People who are “good” at things often have the advantage that some of what they do here at Olin they have done before. Their school had a robotics program, so they know something about robots. Their middle school taught a programming course, so they know something about programming. The unfortunate sadness comes when you have no background in those areas because you never had or did not know you could pursue those opportunities. If you have never done something before and are comparing yourself to someone who has a year of workable experience – of course they will be better at it.

It is okay to not know things. It is okay to ask questions. You are learning, and the point is that you are trying to get better – that you are always striving to be better than who you used to be because the only person you have to be better than is who you are now.

For example, I have been actively writing since I was 5 years old (for those of you who do not know, I am currently attempting to publish two books). Using a sore underestimation of 30 minutes every day for 16 years, that is 2952 hours total. You would have to write non-stop 12 hours every day for the next 8 months to get an equivalent. If I am not remotely decent now, then there is something wrong with me.

You may also think that you are learning at a different pace from your peers. You do not think the way everyone else does, thus you do not learn the way everyone else does. You learn some things faster and some things slower. Sometimes you have to go about it differently, or maybe even put in more time. But realize how you think also gives you an edge in other ways.

As another example, I learn things via mimicry, patterns, and examples (i.e. “bottom-up”). Do I think I’m an idiot when people around me are working hard and I do not get what I’m supposed to do because all I have is a concept to work from? Yeah. But how I think gives me an edge in creativity and ambition. I rarely have an end in mind; just a towering mountain of “what about this?”

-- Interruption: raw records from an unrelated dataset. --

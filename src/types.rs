use std::collections::BTreeMap;

use chrono::{DateTime, Utc};
use serde::Serialize;

/// The canonical action a natural-language command requests.
///
/// `Unknown` carries the raw tag so an unrecognised intent produced by the
/// remote model still reaches the dispatcher and is reported there instead of
/// being dropped on the floor.
#[derive(Debug, Clone, PartialEq, Eq)]
pub enum Intent {
    CreatePr,
    MergePr,
    CommentPr,
    CreateIssue,
    CommentIssue,
    ListItems,
    ViewFile,
    ViewCommit,
    ListIssueComments,
    RepoSummary,
    Unknown(String),
}

impl Intent {
    pub fn parse(tag: &str) -> Self {
        match tag {
            "create_pr" => Intent::CreatePr,
            "merge_pr" => Intent::MergePr,
            "comment_pr" => Intent::CommentPr,
            "create_issue" => Intent::CreateIssue,
            "comment_issue" => Intent::CommentIssue,
            "list_items" => Intent::ListItems,
            "view_file" => Intent::ViewFile,
            "view_commit" => Intent::ViewCommit,
            "list_issue_comments" => Intent::ListIssueComments,
            "repo_summary" => Intent::RepoSummary,
            other => Intent::Unknown(other.to_string()),
        }
    }

    pub fn as_str(&self) -> &str {
        match self {
            Intent::CreatePr => "create_pr",
            Intent::MergePr => "merge_pr",
            Intent::CommentPr => "comment_pr",
            Intent::CreateIssue => "create_issue",
            Intent::CommentIssue => "comment_issue",
            Intent::ListItems => "list_items",
            Intent::ViewFile => "view_file",
            Intent::ViewCommit => "view_commit",
            Intent::ListIssueComments => "list_issue_comments",
            Intent::RepoSummary => "repo_summary",
            Intent::Unknown(tag) => tag,
        }
    }
}

impl std::fmt::Display for Intent {
    fn fmt(&self, f: &mut std::fmt::Formatter<'_>) -> std::fmt::Result {
        f.write_str(self.as_str())
    }
}

/// A parsed, validated user request ready for dispatch.
///
/// Either fully resolved (intent known, required parameters present, defaults
/// filled) or it never left the parser. Parameters are kept as strings; the
/// dispatcher performs numeric coercion at the collaborator boundary.
#[derive(Debug, Clone, PartialEq, Eq)]
pub struct StructuredCommand {
    pub intent: Intent,
    pub params: BTreeMap<String, String>,
}

impl StructuredCommand {
    pub fn new(intent: Intent) -> Self {
        Self {
            intent,
            params: BTreeMap::new(),
        }
    }

    pub fn param(&self, key: &str) -> Option<&str> {
        self.params.get(key).map(String::as_str)
    }
}

/// Ordered list of independently executed action descriptors, produced by the
/// remote parsing strategy.
#[derive(Debug, Clone, Default)]
pub struct ActionBatch(pub Vec<StructuredCommand>);

impl ActionBatch {
    pub fn len(&self) -> usize {
        self.0.len()
    }

    pub fn is_empty(&self) -> bool {
        self.0.is_empty()
    }
}

/// Result of running a command through either parsing strategy.
///
/// Parse failures are values, never errors: both strategies contain their own
/// faults (no rule matched, network failure, malformed model output) and
/// report them through `Unrecognized`.
#[derive(Debug, Clone)]
pub enum Interpretation {
    Command(StructuredCommand),
    Batch(ActionBatch),
    Unrecognized { input: String },
}

/// Outcome of a single dispatched action.
///
/// Serialises untagged so a success renders as `{"message", "data"}` and a
/// failure as `{"error"}`, which keeps the two shapes mutually exclusive.
#[derive(Debug, Clone, Serialize)]
#[serde(untagged)]
pub enum ActionOutcome {
    Success {
        message: String,
        #[serde(skip_serializing_if = "Option::is_none")]
        data: Option<serde_json::Value>,
    },
    Failure {
        error: String,
    },
}

impl ActionOutcome {
    pub fn success(message: impl Into<String>) -> Self {
        ActionOutcome::Success {
            message: message.into(),
            data: None,
        }
    }

    pub fn success_with_data(message: impl Into<String>, data: serde_json::Value) -> Self {
        ActionOutcome::Success {
            message: message.into(),
            data: Some(data),
        }
    }

    pub fn failure(error: impl Into<String>) -> Self {
        ActionOutcome::Failure {
            error: error.into(),
        }
    }

    pub fn is_failure(&self) -> bool {
        matches!(self, ActionOutcome::Failure { .. })
    }
}

#[derive(Debug, Clone, PartialEq)]
pub enum RepoError {
    MissingSlash,
    EmptyComponent,
    NotGitHub,
    BadPath,
}

impl std::fmt::Display for RepoError {
    fn fmt(&self, f: &mut std::fmt::Formatter<'_>) -> std::fmt::Result {
        match self {
            RepoError::MissingSlash => write!(f, "expected 'owner/repo'"),
            RepoError::EmptyComponent => write!(f, "owner and repo must be non-empty"),
            RepoError::NotGitHub => write!(f, "URL host must be github.com"),
            RepoError::BadPath => write!(f, "URL path must be /owner/repo"),
        }
    }
}

impl std::error::Error for RepoError {}

/// A GitHub repository identifier (owner + name).
#[derive(Debug, Clone, PartialEq, Eq)]
pub struct Repo {
    pub owner: String,
    pub name: String,
}

impl Repo {
    pub fn new(owner: impl Into<String>, name: impl Into<String>) -> Result<Self, RepoError> {
        let owner = owner.into();
        let name = name.into();
        if owner.is_empty() || name.is_empty() {
            return Err(RepoError::EmptyComponent);
        }
        Ok(Self { owner, name })
    }

    /// Parses either 'owner/repo' or a full https://github.com/owner/repo URL.
    pub fn parse(input: &str) -> Result<Self, RepoError> {
        let input = input.trim();
        if input.starts_with("https://") || input.starts_with("http://") {
            return Self::parse_url(input);
        }
        let parts: Vec<&str> = input.split('/').collect();
        match parts.as_slice() {
            [owner, name] => Repo::new(*owner, *name),
            [_] => Err(RepoError::MissingSlash),
            _ => Err(RepoError::BadPath),
        }
    }

    fn parse_url(input: &str) -> Result<Self, RepoError> {
        let url = url::Url::parse(input).map_err(|_| RepoError::BadPath)?;
        if url.host_str() != Some("github.com") {
            return Err(RepoError::NotGitHub);
        }
        let segments: Vec<&str> = url
            .path_segments()
            .map(|s| s.filter(|p| !p.is_empty()).collect())
            .unwrap_or_default();
        match segments.as_slice() {
            [owner, name, ..] => Repo::new(*owner, name.trim_end_matches(".git")),
            _ => Err(RepoError::BadPath),
        }
    }
}

impl std::fmt::Display for Repo {
    fn fmt(&self, f: &mut std::fmt::Formatter<'_>) -> std::fmt::Result {
        write!(f, "{}/{}", self.owner, self.name)
    }
}

/// Issue state filter for list operations.
#[derive(Debug, Clone, Copy, PartialEq, Eq)]
pub enum IssueState {
    Open,
    Closed,
    All,
}

impl IssueState {
    pub fn parse(state: &str) -> Option<Self> {
        match state {
            "open" => Some(IssueState::Open),
            "closed" => Some(IssueState::Closed),
            "all" => Some(IssueState::All),
            _ => None,
        }
    }

    pub fn as_str(&self) -> &'static str {
        match self {
            IssueState::Open => "open",
            IssueState::Closed => "closed",
            IssueState::All => "all",
        }
    }
}

/// Issue summary as returned by list and create operations.
#[derive(Debug, Clone, Serialize)]
pub struct IssueSummary {
    pub number: u64,
    pub title: String,
    pub creator: String,
    pub created_at: DateTime<Utc>,
    #[serde(skip_serializing_if = "Option::is_none")]
    pub closed_at: Option<DateTime<Utc>>,
}

#[derive(Debug, Clone, Serialize)]
pub struct PullSummary {
    pub number: u64,
    pub title: String,
    pub author: String,
    pub created_at: DateTime<Utc>,
}

/// One line of recent-commit history.
#[derive(Debug, Clone, Serialize)]
pub struct CommitSummary {
    pub sha: String,
    pub author: String,
    /// First line of the commit message.
    pub message: String,
    pub date: DateTime<Utc>,
}

#[derive(Debug, Clone, Default, Serialize)]
pub struct CommitStats {
    pub additions: u64,
    pub deletions: u64,
    pub total: u64,
}

#[derive(Debug, Clone, Serialize)]
pub struct CommitFile {
    pub filename: String,
    pub additions: u64,
    pub deletions: u64,
    pub changes: u64,
}

/// Full detail for a single commit, including per-file change stats.
#[derive(Debug, Clone, Serialize)]
pub struct CommitDetail {
    pub sha: String,
    pub message: String,
    pub author: String,
    pub email: Option<String>,
    pub github_user: Option<String>,
    pub github_url: Option<String>,
    pub date: DateTime<Utc>,
    pub stats: CommitStats,
    pub files_changed: Vec<CommitFile>,
}

#[derive(Debug, Clone, Serialize)]
pub struct CommentSummary {
    pub user: String,
    pub created_at: DateTime<Utc>,
    pub body: String,
}

#[derive(Debug, Clone, Serialize)]
pub struct Contributor {
    pub login: String,
    pub html_url: String,
    pub contributions: u64,
}

/// Aggregate repository metadata for the repo_summary intent and the context
/// export. Deserialize is needed to recover the typed summary from an
/// outcome's JSON payload when rendering.
#[derive(Debug, Clone, Serialize, serde::Deserialize)]
pub struct RepoSummary {
    pub name: String,
    pub description: Option<String>,
    pub url: String,
    pub stars: u64,
    pub forks: u64,
    pub open_issues: u64,
    pub open_prs: u64,
    pub recent_commits: Vec<String>,
    pub topics: Vec<String>,
    pub created_at: DateTime<Utc>,
    pub last_updated: DateTime<Utc>,
}

/// Entry in a repository file tree listing.
#[derive(Debug, Clone, Serialize)]
pub struct TreeItem {
    pub path: String,
    /// "file" or "dir".
    pub kind: String,
}

#[cfg(test)]
mod tests {
    use super::*;

    #[test]
    fn repo_parses_owner_slash_name() {
        let repo = Repo::parse("octocat/hello-world").unwrap();
        assert_eq!(repo.owner, "octocat");
        assert_eq!(repo.name, "hello-world");
        assert_eq!(repo.to_string(), "octocat/hello-world");
    }

    #[test]
    fn repo_parses_github_url() {
        let repo = Repo::parse("https://github.com/octocat/hello-world").unwrap();
        assert_eq!(repo.owner, "octocat");
        assert_eq!(repo.name, "hello-world");
    }

    #[test]
    fn repo_rejects_bare_name() {
        assert_eq!(Repo::parse("hello-world"), Err(RepoError::MissingSlash));
    }

    #[test]
    fn repo_rejects_foreign_host() {
        assert_eq!(
            Repo::parse("https://gitlab.com/a/b"),
            Err(RepoError::NotGitHub)
        );
    }

    #[test]
    fn intent_round_trips_known_tags() {
        for tag in [
            "create_pr",
            "merge_pr",
            "comment_pr",
            "create_issue",
            "comment_issue",
            "list_items",
            "view_file",
            "view_commit",
            "list_issue_comments",
            "repo_summary",
        ] {
            assert_eq!(Intent::parse(tag).as_str(), tag);
        }
    }

    #[test]
    fn unknown_intent_keeps_tag() {
        assert_eq!(
            Intent::parse("delete_everything"),
            Intent::Unknown("delete_everything".to_string())
        );
    }

    #[test]
    fn outcome_serialises_mutually_exclusive_shapes() {
        let ok = serde_json::to_value(ActionOutcome::success("done")).unwrap();
        assert_eq!(ok, serde_json::json!({"message": "done"}));

        let err = serde_json::to_value(ActionOutcome::failure("boom")).unwrap();
        assert_eq!(err, serde_json::json!({"error": "boom"}));
    }
}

Finally, time is a precious and limited commodity. What do you really think is worth it? How you prioritize your time affects how you learn new concepts just as much as your innate ability does.

These are delicate questions because many other factors can apply (like classes), and there are some sacrifices you will need to make. You can hate people, but knowing how to talk to them may be invaluable.
However, if you had one hour to do anything – what would you do? Is it worth it in the long run to spend your hour tinkering with python or CAD? Would you choose exercise or a nap? Reading alone or on an adventure with friends? Naturally, the more you do something, the more your mind develops in that area and the better you will get. Practice makes perfect.

Here’s a not-so secret of mine: I do not think I am good at writing. Why? The more you do something/learn, the more you realize how much you do not know, and the prospect of ever being good at it is scaled accordingly. It can blind you to your accomplishments. You may fail to realize just how good you are and what you are truly capable of, because you think of yourself as an impostor who does not deserve to be where you are.

Yes, being well-rounded is a defining aspect of Oliners. By all means, if you want to try out everything, then do so. Just remember, you don’t have to be good at everything.